The Thinker: A Fair World Order
A lot of talk came out of Davos, Switzerland, where the World Economic Forum discussed, among other things, emerging markets, equity investments and globalism in general earlier this year. At the same time, Indonesia as one of the so-called “emerging markets” is doing a lot of things considered unimaginable not too long ago. The country is a huge market and contributing so much to the world.
Take for instance the BlackBerry smartphones. The bulk of the BlackBerry market is Indonesia. When it comes to social media, Indonesia is the capital of Facebook and Twitter. In music, the Java Jazz Festival has proved to be the largest of its kind in the world.
In airlines, Indonesia is such a massive market that huge corporations such as Boeing and Airbus are dependent on it. They’re getting purchase orders of hundreds of aircraft. Indonesia’s Lion Air and Airbus have just signed an agreement to purchase more than 200 aircraft. Not too long ago, the same airline company ordered hundreds of aircraft from Boeing as well. Flag-carrier Garuda Indonesia is also purchasing aircraft from various manufacturers.
So, to a certain extent, Indonesia is feeding the world. Thousands of jobs will be created in France and the United States. Indonesian companies have proven capable of closing billion-dollar international deals. Due to the consumer boom, Indonesia is now a haven for foreign banks especially catering to the new middle class. Many banks own majority stakes in Indonesia. In this regard, Indonesia should become one of the most important markets.
It is true that Indonesia never speaks out on issues of achievements or about recognition although it is a fact that the country’s prominence on the world stage is rising. But it is also known that Indonesia always bows to foreign dictates.
In this regard, if Indonesia wants to speak out, for sure the foreign assumption will be that it is playing the nationalist card. But that is not exactly true. All Indonesia wants is fairness, mutual understanding and respect.
To date, only one person has stood up and hit back at complaining foreign miners, unhappy about Indonesia’s laws after a recent report from the Canada-based Fraser Institute. The institute found Indonesia to be the world’s least attractive place to do business in mining.
The report ranked Indonesia last out of 96 jurisdictions surveyed, down from 85th in 2011, citing “uncertainty concerning environmental regulations and uncertainty concerning the administration, interpretation or enforcement of existing regulations.”
One official, Thamrin Sihite, defiantly said that if these factors are considered constraints by them, then foreign investors should not enter. “Indonesians can do it,” he said. Thamrin also questioned the methodology used in the study. The 2009 Mining Law forces miners to move toward processing raw materials domestically by 2014 and requires renegotiation of mining contracts for the sake of the national interest. But Thamrin also has data about unfair practices and not all the mining regulations are being respected by foreign investors.

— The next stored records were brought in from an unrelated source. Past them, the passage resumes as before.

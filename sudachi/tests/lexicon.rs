/*
 * Copyright (c) 2021 Works Applications Co., Ltd.
 *
 * Licensed under the Apache License, Version 2.0 (the "License");
 * you may not use this file except in compliance with the License.
 * You may obtain a copy of the License at
 *
 *     http://www.apache.org/licenses/LICENSE-2.0
 *
 * Unless required by applicable law or agreed to in writing, software
 * distributed under the License is distributed on an "AS IS" BASIS,
 * WITHOUT WARRANTIES OR CONDITIONS OF ANY KIND, either express or implied.
 * See the License for the specific language governing permissions and
 * limitations under the License.
 */

extern crate lazy_static;

mod common;
use common::LEXICON;
use sudachi::dic::lexicon::LexiconEntry;
use sudachi::dic::subset::InfoSubset;
use sudachi::dic::word_id::WordId;

#[test]
fn lookup() {
    let res: Vec<LexiconEntry> = LEXICON.lookup("東京都".as_bytes(), 0).collect();
    assert_eq!(3, res.len());
    assert_eq!(LexiconEntry::new(WordId::from_raw(4), 3), res[0]); // 東
    assert_eq!(LexiconEntry::new(WordId::from_raw(5), 6), res[1]); // 東京
    assert_eq!(LexiconEntry::new(WordId::from_raw(6), 9), res[2]); // 東京都

    let res: Vec<LexiconEntry> = LEXICON.lookup("東京都に".as_bytes(), 9).collect();
    assert_eq!(2, res.len());
    assert_eq!(LexiconEntry::new(WordId::from_raw(1), 12), res[0]); // に(接続助詞)
    assert_eq!(LexiconEntry::new(WordId::from_raw(2), 12), res[1]); // に(格助詞)

    let res: Vec<LexiconEntry> = LEXICON.lookup("あれ".as_bytes(), 0).collect();
    assert_eq!(0, res.len());
}

#[test]
fn parameters() {
    // た
    assert_eq!((1, 1, 8729), LEXICON.get_word_param(0));

    // 東京都
    assert_eq!((6, 8, 5320), LEXICON.get_word_param(6));

    // 都
    assert_eq!((8, 8, 2914), LEXICON.get_word_param(9));
}

#[test]
fn word_info() {
    // た
    let wi = LEXICON
        .get_word_info(0, InfoSubset::all())
        .expect("failed to get word_info");
    assert_eq!("た", wi.surface());
    assert_eq!(3, wi.head_word_length());
    assert_eq!(0, wi.pos_id());
    assert_eq!("た", wi.normalized_form());
    assert_eq!(-1, wi.dictionary_form_word_id());
    assert_eq!("た", wi.dictionary_form());
    assert_eq!("タ", wi.reading_form());
    assert!(wi.a_unit_split().is_empty());
    assert!(wi.b_unit_split().is_empty());
    assert!(wi.word_structure().is_empty());

    // 東京都
    let wi = LEXICON
        .get_word_info(6, InfoSubset::all())
        .expect("failed to get word_info");
    assert_eq!("東京都", wi.surface());
    assert_eq!(
        [WordId::from_raw(5), WordId::from_raw(9)],
        wi.a_unit_split()
    );
    assert!(wi.b_unit_split().is_empty());
    assert_eq!(
        [WordId::from_raw(5), WordId::from_raw(9)],
        wi.word_structure()
    );
    assert!(wi.synonym_group_ids().is_empty());

    // 行っ
    let wi = LEXICON
        .get_word_info(8, InfoSubset::all())
        .expect("failed to get word_info");
    assert_eq!("行っ", wi.surface());
    assert_eq!("行く", wi.normalized_form());
    assert_eq!(7, wi.dictionary_form_word_id());
    assert_eq!("行く", wi.dictionary_form());
}

#[test]
fn word_info_with_longword() {
    // 0123456789 * 30
    let wi = LEXICON
        .get_word_info(36, InfoSubset::all())
        .expect("failed to get word_info");
    assert_eq!(300, wi.surface().chars().count());
    assert_eq!(300, wi.head_word_length());
    assert_eq!(300, wi.normalized_form().chars().count());
    assert_eq!(-1, wi.dictionary_form_word_id());
    assert_eq!(300, wi.dictionary_form().chars().count());
    assert_eq!(570, wi.reading_form().chars().count());
}

#[test]
fn size() {
    assert_eq!(39, LEXICON.size())
}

Another issue is agriculture. Indonesia’s crude palm oil industry is always regarded as environmentally damaging. But Indonesia’s CPO companies have consistently adhered to the strictest requirements and guaranteed that the CPO products are safe. Still, many efforts are taken to prevent Indonesian CPO and other agricultural products from entering the US under the pretext that they are unsafe for consumption.
At the same time, Indonesia never questions the safety of products imported from other countries such as soybeans from the US, oranges from China or dairy products from Europe. Who can assure that these products are safe? There should be reciprocal positioning on those issues. The only way to strike a balance is to have a powerful government willing to speak up about the national interest under the principle of equality and a fair world order.
Yanto Soegiarto is the managing editor of Globe Asia, a sister publication of the Jakarta Globe.